Please give the listing underneath again, exactly as shown.

Segment Open

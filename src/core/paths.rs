//! Credential file location.

use crate::constants;
use crate::util::path::expand_tilde;
use std::env;
use std::path::PathBuf;

/// Resolve the credential file from the CLI arg, `EDGERC`, or the default.
pub fn resolve_edgerc(arg: Option<PathBuf>) -> PathBuf {
    if let Some(path) = arg {
        return expand_tilde(&path);
    }
    match env::var("EDGERC") {
        Ok(path) if !path.is_empty() => expand_tilde(&PathBuf::from(path)),
        _ => expand_tilde(&PathBuf::from(constants::DEFAULT_EDGERC)),
    }
}

#[cfg(test)]
mod tests {
    use super::*;

    #[test]
    fn test_explicit_path_wins() {
        assert_eq!(
            resolve_edgerc(Some(PathBuf::from("/tmp/custom.edgerc"))),
            PathBuf::from("/tmp/custom.edgerc")
        );
    }

    #[test]
    fn test_default_is_not_tilde() {
        if env::var("EDGERC").is_err() && dirs::home_dir().is_some() {
            let resolved = resolve_edgerc(None);
            assert!(!resolved.to_string_lossy().starts_with('~'));
            assert!(resolved.ends_with(".edgerc"));
        }
    }
}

Segment Closed

- WRITTEN RESPONSE:
filename src/core/paths.rs
//! Credential file location.

use crate::constants;
use crate::util::path::expand_tilde;
use std::env;
use std::path::PathBuf;

/// Resolve the credential file from the CLI arg, `EDGERC`, or the default.
pub fn resolve_edgerc(arg: Option<PathBuf>) -> PathBuf {
    if let Some(path) = arg {
        return expand_tilde(&path);
    }
    match env::var("EDGERC") {
        Ok(path) if !path.is_empty() => expand_tilde(&PathBuf::from(path)),
        _ => expand_tilde(&PathBuf::from(constants::DEFAULT_EDGERC)),
    }
}

#[cfg(test)]
mod tests {
    use super::*;

    #[test]
    fn test_explicit_path_wins() {
        assert_eq!(
            resolve_edgerc(Some(PathBuf::from("/tmp/custom.edgerc"))),
            PathBuf::from("/tmp/custom.edgerc")
        );
    }

    #[test]
    fn test_default_is_not_tilde() {
        if env::var("EDGERC").is_err() && dirs::home_dir().is_some() {
            let resolved = resolve_edgerc(None);
            assert!(!resolved.to_string_lossy().starts_with('~'));
            assert!(resolved.ends_with(".edgerc"));
        }
    }
}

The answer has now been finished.